Normally, I'd agree with the senior developer: This seems like an unecessary complication. Could you create an enumeration called Frequency
and use that to determine which type of Medication
you're dealing with, something like this pseudo-code:
Enum MedicationFrequency{MONTHLY, DAILY, WEEKLY, HOURLY}
class Medication
{
private MedicationFrequency frequency;
...
}
I suppose if you really want to keep the different implementations completely separate, you could try to inject specific algorithms into the Medication
instances. Maybe something like this:
Interface MedicationProcess
{
public void doSomething();
public String getWhen();
public MedicationFrequency getFreq();
}
class WeeklyMedProcess implements MedicationProcess
{
String weekdays;
public MedicationFrequency getFreqy() { return MedicationFrequency.WEEKLY;}
public String getWhen() { return weekdays; }
//...
}
class DailyMedProcess implements MedicationProcess
{
public MedicationFrequency getFreqy() { return MedicationFrequency.DAILY;}
//...
}
class MonthlyMedProcessimplements MedicationProcess
{
String monthdays;
public MedicationFrequency getFreqy() { return MedicationFrequency.MONTHLY;}
public String getWhen() { return monthdays; }
//...
}
class Medication
{
private MedicationProcess someProcess;
private String updateColumnName;
public void setUpdateColumnName(String s)
{
this.updateColumnName= s;
}
public void setProcess(MedicationProcess p)
{
this.someProcess = p;
}
public doMedicationThing()
{
this.someProcess.doSomething();
}
}
Doing this in Java, You'd have a Spring configuration that might look like this:
<bean id="dailyMedProc" class="DailyMedProcess/>
<bean id="weeklyMedProc" class="WeeklyMedProcess/>
<bean id="medication1" class="Medication">
<property name="process" ref="dailyMedProc/>
<property name="updateColumnName" value="weekdays"/>
</bean>
<bean id="medication" class="Medication">
<property name="process" ref="weeklyMedProc/>
<property name="updateColumnName" value="monthdays"/>
</bean>
To answer your quesion about weekdays
and monthdays
, there are many ways to do this and it's not very clear from your question just what weekdays
and monthdays
are. Since you show them to be single variables, I'll assume they are just comma-separate strings.
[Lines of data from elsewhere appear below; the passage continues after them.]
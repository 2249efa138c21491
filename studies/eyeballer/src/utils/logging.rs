//! Tracing subscriber setup.

use tracing_subscriber::{ fmt, prelude::*, EnvFilter };

/// Level used when `RUST_LOG` is not set.
pub fn default_directive(verbose: bool) -> &'static str {
    if verbose { "debug" } else { "info" }
}

/// Installs a formatted subscriber for the whole process. `RUST_LOG` takes
/// precedence over `verbose`.
pub fn init_logging(verbose: bool) {
    let filter = EnvFilter::try_from_default_env().unwrap_or_else(|_|
        EnvFilter::new(default_directive(verbose))
    );

    let _ = tracing_subscriber
        ::registry()
        .with(fmt::layer().with_target(false))
        .with(filter)
        .try_init();
}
It sounds like you also have columns in some table named weekdays
and monthdays
which need to be set to null if there is no value. Since you already know the frequency of the Medication
(via its someProcess.getFreq
), you know which field to set to null. The implementors of MedicationProcess
can be required to implement getWhen
, which will return the comma-separated list of days/month-days. With these two pieces of information, you can easily update the correct columns.
Having Medication
have knowledge over what to do when specific MedicationFrequencies
are encountered does break the design pattern a little bit. It's not great, but it's a simple solution.
If you don't like that, you could include the column name that should be updated for a specific instance of Medication
. Only slightly better - I don't like mixing that sort of low-level data access into such classes, but I haven't seen the rest of your design, so maybe it's OK here...
Another option would be to have the MedicationProcess
do its own database insert/update. This is a little trickier and I can't really give any concrete examples of how to do this without knowing the details about your schema, though I think this would be the best solution, if you can implement it.
There are other ways to implement the strategy pattern, depending on the tools and frameworks available to you.